Le récit nous est présenté par le biais de six personnages, qui vont tous constater les effets de la métaquine dans leur entourage immédiat. On a donc divers points de vue sur la chose, selon le caractère ou la position sociale de chacun.

Ces six personnages sont la moelle épinière du roman, chacun d'entre eux ayant une personnalité bien trempée et une perception différente du monde.

On a ainsi :
- un membre du comité exécutif de Globantis, la firme ayant lancé la métaquine, qui cherche à étendre la clientèle pour son médicament.
- une femme politique qui cherche à faire interdire l'usage de la métaquine, notamment au près des enfants.
- une ex-scientifique, spécialiste de la neurologie, qui sent venir l'entourloupe autour de ce médicament.
- un jeune élève de collège très tête en l'air qui va sans doute être amené à prendre de la métaquine pour se "corriger".
- une cybaddict vivant exclusivement dans le Simdom et dont l'enveloppe physique est maintenue en vie via des sondes et des appareils respiratoires chez elle. Elle est également la mère du collégien.
- Un employé d'un magasin type Darty, qui constate l'effet de la métaquine chez ses collègues et chez ses clients. Il est également le compagnon de la cybaddict et le père adoptif du collégien.

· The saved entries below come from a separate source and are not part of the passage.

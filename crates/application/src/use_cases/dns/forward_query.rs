use crate::ports::{DnsUpstream, ForwardFailure, ForwardOutcome, GatewayObserver};
use crate::services::{NormalizedResponse, QueryRewriter, ResponseNormalizer};
use bytes::Bytes;
use ferrous_doh_domain::{DohRequest, DomainError};
use std::sync::Arc;
use std::time::{Duration, Instant};
use tracing::{debug, error, instrument};

/// Rewrites a caller's query with its client subnet, relays it to the
/// upstream resolver and hands back the re-encoded answer.
pub struct ForwardDnsQueryUseCase {
    upstream: Arc<dyn DnsUpstream>,
    observers: Vec<Arc<dyn GatewayObserver>>,
}

impl ForwardDnsQueryUseCase {
    pub fn new(upstream: Arc<dyn DnsUpstream>) -> Self {
        Self {
            upstream,
            observers: Vec::new(),
        }
    }

    pub fn with_observer(mut self, observer: Arc<dyn GatewayObserver>) -> Self {
        self.observers.push(observer);
        self
    }

    pub fn upstream_endpoint(&self) -> &str {
        self.upstream.endpoint()
    }

    #[instrument(
        skip(self, request),
        name = "forward_dns_query",
        fields(
            request_id = request.request_id.as_deref().unwrap_or("-"),
            upstream = self.upstream.endpoint(),
        )
    )]
    pub async fn execute(&self, request: &DohRequest) -> Result<Bytes, DomainError> {
        let start = Instant::now();

        match self.forward(request).await {
            Ok(response) => {
                let outcome = ForwardOutcome {
                    request_id: request.request_id.clone(),
                    message_id: response.message.id(),
                    client_subnet: request.client_subnet,
                    answer_count: response.answer_count(),
                    response_code: response.response_code(),
                    elapsed: start.elapsed(),
                };
                for observer in &self.observers {
                    observer.on_forwarded(&outcome);
                }
                Ok(Bytes::from(response.bytes))
            }
            Err(e) => {
                self.report_failure(request.request_id.clone(), &e, start.elapsed());
                Err(e)
            }
        }
    }

    /// Logs a failed query and hands it to every observer.
    ///
    /// Also used by callers that fail before a query can be built, such as
    /// when the request body cannot be read.
    pub fn report_failure(
        &self,
        request_id: Option<Arc<str>>,
        error: &DomainError,
        elapsed: Duration,
    ) {
        error!(
            request_id = request_id.as_deref().unwrap_or("-"),
            error = %error,
            kind = error.kind().as_str(),
            client_error = error.is_client_error(),
            "Failed to forward DNS query"
        );
        let failure = ForwardFailure {
            request_id,
            error: error.clone(),
            elapsed,
        };
        for observer in &self.observers {
            observer.on_failure(&failure);
        }
    }

    async fn forward(&self, request: &DohRequest) -> Result<NormalizedResponse, DomainError> {
        let (outbound, wire) =
            QueryRewriter::rewrite(&request.query, request.client_subnet.as_ref())?;

        debug!(
            id = outbound.id(),
            questions = outbound.queries().len(),
            ecs = ?request.client_subnet.map(|s| s.to_string()),
            message_len = wire.len(),
            "Forwarding rewritten query"
        );

        let reply = self.upstream.exchange(Bytes::from(wire)).await?;

        ResponseNormalizer::normalize(&reply, outbound.id())
    }
}
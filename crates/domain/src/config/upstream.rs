use serde::{Deserialize, Serialize};
use std::time::Duration;

pub const DEFAULT_UPSTREAM_URL: &str = "https://223.5.5.5/dns-query";

/// The single DoH resolver every query is relayed to.
#[derive(Debug, Clone, Deserialize, Serialize)]
pub struct UpstreamConfig {
    #[serde(default = "default_url")]
    pub url: String,

    /// Applies to the whole exchange: connect, send and body read.
    #[serde(default = "default_timeout_ms")]
    pub timeout_ms: u64,
}

impl UpstreamConfig {
    pub fn timeout(&self) -> Duration {
        Duration::from_millis(self.timeout_ms)
    }

    pub fn is_http_url(&self) -> bool {
        self.url.starts_with("https://") || self.url.starts_with("http://")
    }
}

impl Default for UpstreamConfig {
    fn default() -> Self {
        Self {
            url: default_url(),
            timeout_ms: default_timeout_ms(),
        }
    }
}

fn default_url() -> String {
    DEFAULT_UPSTREAM_URL.to_string()
}

fn default_timeout_ms() -> u64 {
    5000
}
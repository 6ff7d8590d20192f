//! Ferrous DoH Application Layer
pub mod ports;
pub mod services;
pub mod use_cases;
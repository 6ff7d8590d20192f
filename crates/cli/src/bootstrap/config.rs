use ferrous_doh_domain::{CliOverrides, Config};
use tracing::info;

pub fn load_config(
    config_path: Option<&str>,
    cli_overrides: CliOverrides,
) -> anyhow::Result<Config> {
    let config = Config::load(config_path, cli_overrides)?;
    config.validate()?;

    info!(
        config_file = config_path.unwrap_or("default"),
        port = config.server.port,
        bind = %config.server.bind_address,
        upstream = %config.upstream.url,
        "Configuration loaded"
    );

    Ok(config)
}
pub mod request_id;

pub use request_id::{track_request_id, RequestId, REQUEST_ID_HEADER};
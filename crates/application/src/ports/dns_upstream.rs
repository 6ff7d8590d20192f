use async_trait::async_trait;
use bytes::Bytes;
use ferrous_doh_domain::DomainError;

/// A resolver that answers wire-format DNS queries.
#[async_trait]
pub trait DnsUpstream: Send + Sync {
    /// Send one wire-format query and return the raw wire-format reply.
    ///
    /// Implementations enforce their own deadline; dropping the returned
    /// future abandons the exchange.
    async fn exchange(&self, query: Bytes) -> Result<Bytes, DomainError>;

    /// Human readable address, used in logs.
    fn endpoint(&self) -> &str;
}
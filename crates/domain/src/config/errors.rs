#[derive(Debug, thiserror::Error)]
pub enum ConfigError {
    #[error("Failed to read config file {0}: {1}")]
    FileRead(String, String),

    #[error("Failed to parse config: {0}")]
    Parse(String),

    #[error("Configuration validation error: {0}")]
    Validation(String),
}
use serde::{Deserialize, Serialize};
use std::path::Path;

use super::ecs::EcsConfig;
use super::errors::ConfigError;
use super::logging::LoggingConfig;
use super::server::ServerConfig;
use super::upstream::UpstreamConfig;

const LOCAL_CONFIG_PATH: &str = "ferrous-doh.toml";
const SYSTEM_CONFIG_PATH: &str = "/etc/ferrous-doh/config.toml";

/// Main configuration structure for the Ferrous DoH gateway
#[derive(Debug, Clone, Deserialize, Serialize, Default)]
pub struct Config {
    /// Listener configuration (bind address, port)
    #[serde(default)]
    pub server: ServerConfig,

    /// Upstream DoH resolver
    #[serde(default)]
    pub upstream: UpstreamConfig,

    /// EDNS Client Subnet derivation
    #[serde(default)]
    pub ecs: EcsConfig,

    #[serde(default)]
    pub logging: LoggingConfig,
}

impl Config {
    /// Load configuration from file or use defaults
    ///
    /// Priority order:
    /// 1. Explicitly provided path
    /// 2. ferrous-doh.toml in current directory
    /// 3. /etc/ferrous-doh/config.toml
    /// 4. Default configuration
    pub fn load(path: Option<&str>, cli_overrides: CliOverrides) -> Result<Self, ConfigError> {
        let mut config = match path.map(str::to_string).or_else(Self::get_config_path) {
            Some(path) => Self::from_file(&path)?,
            None => Self::default(),
        };

        config.apply_cli_overrides(cli_overrides);
        Ok(config)
    }

    pub fn from_toml_str(contents: &str) -> Result<Self, ConfigError> {
        toml::from_str(contents).map_err(|e| ConfigError::Parse(e.to_string()))
    }

    fn from_file(path: &str) -> Result<Self, ConfigError> {
        let contents = std::fs::read_to_string(path)
            .map_err(|e| ConfigError::FileRead(path.to_string(), e.to_string()))?;
        Self::from_toml_str(&contents)
    }

    fn apply_cli_overrides(&mut self, overrides: CliOverrides) {
        if let Some(port) = overrides.port {
            self.server.port = port;
        }
        if let Some(bind) = overrides.bind_address {
            self.server.bind_address = bind;
        }
        if let Some(url) = overrides.upstream_url {
            self.upstream.url = url;
        }
        if let Some(level) = overrides.log_level {
            self.logging.level = level;
        }
    }

    pub fn validate(&self) -> Result<(), ConfigError> {
        if self.server.port == 0 {
            return Err(ConfigError::Validation("Listen port cannot be 0".to_string()));
        }

        self.server.listen_address()?;

        if self.upstream.url.trim().is_empty() {
            return Err(ConfigError::Validation(
                "No upstream resolver configured".to_string(),
            ));
        }

        if !self.upstream.is_http_url() {
            return Err(ConfigError::Validation(format!(
                "Upstream '{}' must be an http:// or https:// URL",
                self.upstream.url
            )));
        }

        if self.upstream.timeout_ms == 0 {
            return Err(ConfigError::Validation(
                "Upstream timeout must be greater than 0".to_string(),
            ));
        }

        if self.ecs.ipv4_prefix > 32 {
            return Err(ConfigError::Validation(format!(
                "ECS IPv4 prefix /{} is out of range (0-32)",
                self.ecs.ipv4_prefix
            )));
        }

        if !is_header_token(&self.ecs.client_ip_header) {
            return Err(ConfigError::Validation(format!(
                "'{}' is not a valid HTTP header name",
                self.ecs.client_ip_header
            )));
        }

        Ok(())
    }

    /// Get the path to the configuration file being used
    pub fn get_config_path() -> Option<String> {
        [LOCAL_CONFIG_PATH, SYSTEM_CONFIG_PATH]
            .into_iter()
            .find(|p| Path::new(p).exists())
            .map(str::to_string)
    }
}

// RFC 9110 token characters
fn is_header_token(name: &str) -> bool {
    !name.is_empty()
        && name.bytes().all(|b| {
            b.is_ascii_alphanumeric() || b"!#$%&'*+-.^_`|~".contains(&b)
        })
}

/// Command-line overrides for configuration
#[derive(Debug, Default)]
pub struct CliOverrides {
    pub port: Option<u16>,
    pub bind_address: Option<String>,
    pub upstream_url: Option<String>,
    pub log_level: Option<String>,
}
use ferrous_doh_domain::{DomainError, EcsSubnet, ErrorKind};
use std::sync::Arc;
use std::time::Duration;

#[derive(Debug, Clone)]
pub struct ForwardOutcome {
    pub request_id: Option<Arc<str>>,
    pub message_id: u16,
    pub client_subnet: Option<EcsSubnet>,
    pub answer_count: usize,
    pub response_code: &'static str,
    pub elapsed: Duration,
}

#[derive(Debug, Clone)]
pub struct ForwardFailure {
    pub request_id: Option<Arc<str>>,
    pub error: DomainError,
    pub elapsed: Duration,
}

impl ForwardFailure {
    pub fn kind(&self) -> ErrorKind {
        self.error.kind()
    }
}

/// Hook invoked once per forwarded query, after the outcome is known.
///
/// Called inline on the request task, so implementations must not block.
pub trait GatewayObserver: Send + Sync {
    fn on_forwarded(&self, outcome: &ForwardOutcome);

    fn on_failure(&self, failure: &ForwardFailure);
}
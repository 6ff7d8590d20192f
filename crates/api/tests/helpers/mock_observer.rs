use ferrous_doh_application::ports::{ForwardFailure, ForwardOutcome, GatewayObserver};
use std::sync::Mutex;

#[derive(Default)]
pub struct RecordingObserver {
    outcomes: Mutex<Vec<ForwardOutcome>>,
    failures: Mutex<Vec<ForwardFailure>>,
}

impl RecordingObserver {
    pub fn outcomes(&self) -> Vec<ForwardOutcome> {
        self.outcomes.lock().unwrap().clone()
    }

    pub fn failures(&self) -> Vec<ForwardFailure> {
        self.failures.lock().unwrap().clone()
    }
}

impl GatewayObserver for RecordingObserver {
    fn on_forwarded(&self, outcome: &ForwardOutcome) {
        self.outcomes.lock().unwrap().push(outcome.clone());
    }

    fn on_failure(&self, failure: &ForwardFailure) {
        self.failures.lock().unwrap().push(failure.clone());
    }
}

Ces six personnages semblent en outre liés, non seulement par l'émergence de la métaquine dans leur quotidien, mais également par un lieu qui semble avoir eu (ou avoir encore pour certains) une grande importance dans leur histoire.

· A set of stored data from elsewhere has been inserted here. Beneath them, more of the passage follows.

// Index and transition table records, their weight column, and the
// dual-addressing rule shared by both tables.

use std::fmt::Debug;
use std::ops::Add;

use crate::reader::ByteReader;
use crate::{FormatError, NO_SYMBOL, TRANSITION_TARGET_TABLE_START};

/// Size of an index table record: u16 input + u32 target.
pub const INDEX_RECORD_SIZE: usize = 6;

/// The weight capability the tables and traversal are generic over.
///
/// Implemented by `f32` for weighted transducers and by the zero-sized
/// [`Unweighted`](crate::unweighted::Unweighted) for unweighted ones.
pub trait Weight: Copy + Default + PartialEq + Debug + Add<Output = Self> + Send + Sync + 'static {
    /// Whether lookup results carry a weight.
    const WEIGHTED: bool;

    /// Size of one transition record in bytes.
    const TRANSITION_RECORD_SIZE: usize;

    /// Read the weight column of a transition record.
    fn read(reader: &mut ByteReader<'_>) -> Result<Self, FormatError>;

    /// Interpret the target field of an index record whose input symbol is
    /// [`NO_SYMBOL`]. `Some(weight)` means the state is final.
    fn index_final_weight(target: u32) -> Option<Self>;

    /// Interpret a transition record whose input and output are
    /// [`NO_SYMBOL`]. `Some(weight)` means the state is final.
    fn transition_final_weight(target: u32, weight: Self) -> Option<Self>;

    /// The weight as reported to callers; `None` when unweighted.
    fn reported(self) -> Option<f32>;
}

/// A target field resolved to the table it addresses.
#[derive(Debug, Clone, Copy, PartialEq, Eq)]
pub enum TableAddress {
    Index(usize),
    Transition(usize),
}

impl TableAddress {
    /// Values below 2^31 address the index table; values at or above it
    /// address the transition table after subtracting 2^31.
    #[inline]
    pub fn resolve(target: u32) -> Self {
        if target >= TRANSITION_TARGET_TABLE_START {
            TableAddress::Transition((target - TRANSITION_TARGET_TABLE_START) as usize)
        } else {
            TableAddress::Index(target as usize)
        }
    }
}

/// Decoded meaning of an index record's 32-bit target field.
#[derive(Debug, Clone, Copy, PartialEq)]
pub enum IndexTarget<W> {
    /// Raw address of the first matching transition.
    Transitions(u32),
    /// The state this slot belongs to is final with this weight.
    Final(W),
    /// No entry.
    Empty,
}

/// One index table record.
#[derive(Debug, Clone, Copy, PartialEq)]
pub struct TransitionIndex<W> {
    pub input: u16,
    pub target: IndexTarget<W>,
}

impl<W: Weight> TransitionIndex<W> {
    pub fn decode(input: u16, target: u32) -> Self {
        let target = if input == NO_SYMBOL {
            match W::index_final_weight(target) {
                Some(weight) => IndexTarget::Final(weight),
                None => IndexTarget::Empty,
            }
        } else {
            IndexTarget::Transitions(target)
        };
        Self { input, target }
    }

    pub fn read(reader: &mut ByteReader<'_>) -> Result<Self, FormatError> {
        let input = reader.read_u16()?;
        let target = reader.read_u32()?;
        Ok(Self::decode(input, target))
    }

    /// The transition table address for `symbol`, if this slot holds one.
    #[inline]
    pub fn transitions_for(&self, symbol: u16) -> Option<u32> {
        match self.target {
            IndexTarget::Transitions(target) if self.input == symbol => Some(target),
            _ => None,
        }
    }

    #[inline]
    pub fn final_weight(&self) -> Option<W> {
        match self.target {
            IndexTarget::Final(weight) => Some(weight),
            _ => None,
        }
    }

    #[inline]
    pub fn is_final(&self) -> bool {
        self.final_weight().is_some()
    }
}

/// One transition table record.
///
/// The first record of a state stored in the transition table is its finality
/// marker; the state's arcs follow and end at the next record whose input is
/// [`NO_SYMBOL`].
#[derive(Debug, Clone, Copy, PartialEq)]
pub struct Transition<W> {
    pub input: u16,
    pub output: u16,
    pub target: u32,
    pub weight: W,
}

impl<W: Weight> Transition<W> {
    pub fn read(reader: &mut ByteReader<'_>) -> Result<Self, FormatError> {
        Ok(Self {
            input: reader.read_u16()?,
            output: reader.read_u16()?,
            target: reader.read_u32()?,
            weight: W::read(reader)?,
        })
    }

    #[inline]
    pub fn final_weight(&self) -> Option<W> {
        if self.input != NO_SYMBOL || self.output != NO_SYMBOL {
            return None;
        }
        W::transition_final_weight(self.target, self.weight)
    }

    #[inline]
    pub fn is_final(&self) -> bool {
        self.final_weight().is_some()
    }

    /// Whether this record ends the arcs of a state.
    #[inline]
    pub fn is_sentinel(&self) -> bool {
        self.input == NO_SYMBOL
    }
}
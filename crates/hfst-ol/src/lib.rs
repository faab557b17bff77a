//! Runtime for HFST optimized-lookup transducers.
//!
//! This crate loads the compact binary format produced by
//! `hfst-fst2fst --optimized-lookup` (weighted `HFST_OLW` and unweighted
//! `HFST_OL`) and looks words up in it, returning every output string the
//! transducer accepts the word with, in search order.
//!
//! # Architecture
//!
//! - [`reader`] -- Little-endian byte decoder with section-aware errors
//! - [`format`] -- HFST3 container header and the 56-byte transducer header
//! - [`symbols`] -- Alphabet: symbol strings and flag diacritic registration
//! - [`flags`] -- Flag diacritic operations and the path-scoped state stack
//! - [`trie`] -- Longest-match tokenizer over the alphabet
//! - [`transition`] -- Index/transition records and the [`Weight`] abstraction
//! - [`tables`] -- The two automaton tables
//! - [`config`] -- Load options and per-lookup working state
//! - [`lookup`] -- Loading and the depth-first search
//! - [`weighted`] / [`unweighted`] -- The two weight specializations
//!
//! # Example
//!
//! ```no_run
//! use hfst_ol::LoadOptions;
//!
//! let data = std::fs::read("analyser.hfstol")?;
//! let transducer = hfst_ol::load(&data, LoadOptions::default())?;
//! for analysis in transducer.analyze("cats")? {
//!     println!("{analysis}");
//! }
//! # Ok::<(), Box<dyn std::error::Error>>(())
//! ```

pub mod analysis;
pub mod config;
pub mod flags;
pub mod format;
pub mod lookup;
pub mod reader;
pub mod symbols;
pub mod tables;
pub mod transition;
pub mod trie;
pub mod unweighted;
pub mod weighted;

#[cfg(test)]
#[path = "../tests/common/mod.rs"]
mod test_utils;

pub use analysis::Analysis;
pub use config::{LoadOptions, LookupConfig};
pub use format::{ContainerHeader, TransducerHeader};
pub use lookup::OlTransducer;
pub use reader::Section;
pub use symbols::Alphabet;
pub use transition::Weight;
pub use unweighted::{Unweighted, UnweightedTransducer};
pub use weighted::WeightedTransducer;

use reader::ByteReader;

/// Symbol number meaning "no symbol". Marks empty index records, finality
/// markers and the end of a state's arcs.
pub const NO_SYMBOL: u16 = u16::MAX;

/// Target values at or above this address the transition table.
pub const TRANSITION_TARGET_TABLE_START: u32 = 1 << 31;

/// Target value meaning "no table index".
pub const NO_TABLE_INDEX: u32 = u32::MAX;

/// Weight of a non-final weighted state: 2^32 as a float.
pub const INFINITE_WEIGHT: f32 = u32::MAX as f32;

/// Error type for malformed transducer images.
#[derive(Debug, thiserror::Error)]
pub enum FormatError {
    #[error(
        "{section} truncated at byte {offset}: read of {needed} bytes, {available} available"
    )]
    Truncated {
        section: Section,
        offset: usize,
        needed: usize,
        available: usize,
    },
    #[error("symbol at byte {offset} is not valid UTF-8")]
    InvalidUtf8 { offset: usize },
    #[error("invalid header: {0}")]
    InvalidHeader(String),
    #[error("invalid container header: {0}")]
    InvalidContainer(String),
    #[error("{table} record {index} out of range ({len} records)")]
    IndexOutOfRange {
        table: Section,
        index: usize,
        len: usize,
    },
    #[error("index record {index} has target {target:#x} outside the transition table")]
    InvalidIndexTarget { index: usize, target: u32 },
    #[error(transparent)]
    Io(#[from] std::io::Error),
}

/// Error type for a single lookup.
#[derive(Debug, thiserror::Error)]
pub enum LookupError {
    /// The word is empty or contains text that spells no symbol. Other words
    /// can still be looked up.
    #[error("cannot tokenize {word:?}")]
    Tokenization { word: String },
    /// The tables turned out to be inconsistent during the search.
    #[error(transparent)]
    Format(#[from] FormatError),
}

/// Word lookup, abstracting over weighted/unweighted variants.
///
/// `analyze_with` reuses caller-owned working state; lookups sharing one
/// transducer need only separate configs.
pub trait Transducer {
    type Config;

    /// Create working state sized for this transducer.
    fn new_config(&self) -> Self::Config;

    /// Look `word` up, returning every accepted output in search order.
    fn analyze_with(
        &self,
        config: &mut Self::Config,
        word: &str,
    ) -> Result<Vec<Analysis>, LookupError>;

    /// Look `word` up with fresh working state.
    fn analyze(&self, word: &str) -> Result<Vec<Analysis>, LookupError> {
        let mut config = self.new_config();
        self.analyze_with(&mut config, word)
    }
}

/// A transducer whose kind was read from the file.
#[derive(Debug)]
pub enum LoadedTransducer {
    Weighted(WeightedTransducer),
    Unweighted(UnweightedTransducer),
}

impl LoadedTransducer {
    pub fn is_weighted(&self) -> bool {
        matches!(self, LoadedTransducer::Weighted(_))
    }

    pub fn header(&self) -> &TransducerHeader {
        match self {
            LoadedTransducer::Weighted(t) => t.header(),
            LoadedTransducer::Unweighted(t) => t.header(),
        }
    }

    pub fn alphabet(&self) -> &Alphabet {
        match self {
            LoadedTransducer::Weighted(t) => t.alphabet(),
            LoadedTransducer::Unweighted(t) => t.alphabet(),
        }
    }

    pub fn bytes_consumed(&self) -> usize {
        match self {
            LoadedTransducer::Weighted(t) => t.bytes_consumed(),
            LoadedTransducer::Unweighted(t) => t.bytes_consumed(),
        }
    }

    /// Look `word` up with fresh working state.
    pub fn analyze(&self, word: &str) -> Result<Vec<Analysis>, LookupError> {
        match self {
            LoadedTransducer::Weighted(t) => t.analyze(word),
            LoadedTransducer::Unweighted(t) => t.analyze(word),
        }
    }
}

/// Load a weighted or unweighted transducer, as the header declares.
pub fn load(data: &[u8], options: LoadOptions) -> Result<LoadedTransducer, FormatError> {
    let mut reader = ByteReader::new(data);
    let (container, header) = lookup::read_headers(&mut reader)?;
    Ok(if header.weighted {
        LoadedTransducer::Weighted(OlTransducer::read_body(reader, container, header, options)?)
    } else {
        LoadedTransducer::Unweighted(OlTransducer::read_body(reader, container, header, options)?)
    })
}

/// Read the whole stream and [`load`] it.
pub fn load_from_reader<R: std::io::Read>(
    mut reader: R,
    options: LoadOptions,
) -> Result<LoadedTransducer, FormatError> {
    let mut data = Vec::new();
    reader.read_to_end(&mut data)?;
    load(&data, options)
}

De loin en loin, un septième personnage intervient, en la personne d'un lanceur d'alerte / blogger dont la prose militante et enlevée m'a furieusement rappellé celle de Chad Mulligan dans Tous à Zanzibar, un de mes livres culte. Est-ce voulu ? Ben j'en sais rien, désolé...

Au fur et à mesure du roman, les éléments se mettent en place et on constate les conséquences de la métaquine sur les mentalités et sur la société, tandis que les différentes trames des six personnages principaux se rejoignent petit à petit.

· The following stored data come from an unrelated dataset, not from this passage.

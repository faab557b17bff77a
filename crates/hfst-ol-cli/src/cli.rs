//! Command-line argument parsing.

use std::path::PathBuf;

use clap::Parser;
use hfst_ol::LoadOptions;

/// Look words up in an HFST optimized-lookup transducer.
///
/// Words are taken from the command line, or read from stdin one per line.
/// Each analysis is printed on its own line (output, then a tab and the
/// weight for weighted transducers), followed by a blank line per word.
#[derive(Parser, Debug, Clone)]
#[command(name = "hfst-ol-lookup")]
#[command(version)]
pub struct Cli {
    /// Transducer file (`.hfstol`). Falls back to $HFST_OL_TRANSDUCER.
    #[arg(short, long)]
    pub transducer: Option<PathBuf>,

    /// Words to look up. Reads stdin when none are given.
    pub words: Vec<String>,

    /// String shown in place of flag diacritics.
    #[arg(long, default_value = hfst_ol::symbols::DEFAULT_FLAG_PLACEHOLDER)]
    pub flag_placeholder: String,

    /// Maximum number of arcs on one search path.
    #[arg(long)]
    pub max_depth: Option<usize>,

    /// Print `word:` before each word's analyses.
    #[arg(long)]
    pub echo: bool,

    /// Log level (trace, debug, info, warn, error). RUST_LOG takes precedence.
    #[arg(long, default_value = "warn")]
    pub log_level: String,
}

impl Cli {
    /// Parse command-line arguments.
    pub fn parse_args() -> Self {
        Self::parse()
    }

    pub fn load_options(&self) -> LoadOptions {
        LoadOptions::default()
            .flag_placeholder(self.flag_placeholder.as_str())
            .max_depth(self.max_depth)
    }
}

Cet aspect est accentué par un jeu d'écriture qui lie les chapitres entre eux. En effet, chacun d'entre eux débute par la même phrase (peu ou prou) que celle qui fini le chapitre précédent, renforçant ainsi les liens sous-jacents qui semblent exister entre les personnages.

Nul doute que le volume deux ne viennent confirmer cette "convergence narrative".

Le personnage du collégien devrait également prendre de l'importance puisqu'il semble avoir développé une capacité quasi surnaturelle (mais ne suis-je pas moi-même le dupe d'un jeu de Rouiller avec son lecteur ?) lui permettant de donner corps à un "autre monde".

J'attends avec impatience de me plonger dans le second volet (Métaquine : contre-indications) pour savoir ce qu'il en est vraiment.

 

Suite directe du premier volume : Métaquine® - Indications (au point même que la numérotation des pages reprend là où elle s'était arrêté dans le volume un).

On y retrouve la même structure narrative, avec six personnages prenant la parole à tour de rôle, le temps d'un chapitre, le tout entrecoupé par des extraits du blog pilori-info.org mettant en scène le lanceur d'alerte Ferdinand Glapier.

Comme dans Métaquine® - Indications, chaque chapitre redémarre sur la même phrase que celle qui concluait le chapitre précédent, ce qui donne un effet d'ensemble assez prenant.

Comme entrevu dans le premier tome, les trames narratives se rapprochent et s'entrecroisent de plus en plus rapidement pour finalement se rejoindre (honnêtement, c'est pas du spoil, à ce stade du récit, c'est même évident).

Le côté combine pharmaceutique du premier volet passe progressivement au second plan, laissant le récit se concentrer sur la notion de multivers (qui nous ait expliquée via une surprenante et convaincante métaphore pâtissière) et de réalités parallèles.

Les personnages se retrouvent confrontés à leurs vieux démons, et vont devoir faire des choix pour changer leur monde.

On le voit, une orientation bien différente du premier volume, qui était plus classique. Là on bascule dans les théories de Leibniz et d'Everett, sur des bases de mécanique quantique. C'est pas coton, mais heureusement, nul besoin d'un doctorat en sciences physiques ni d'avoir lu Science et avenir pendant 25 ans pour suivre ce récit.

L'écriture est captivante, le rythme impeccable, et le tout passe tout seul. Un très beau roman (je refuse de dissocier ces deux tomes) et un auteur à garder à l'œil pour la suite de sa carrière.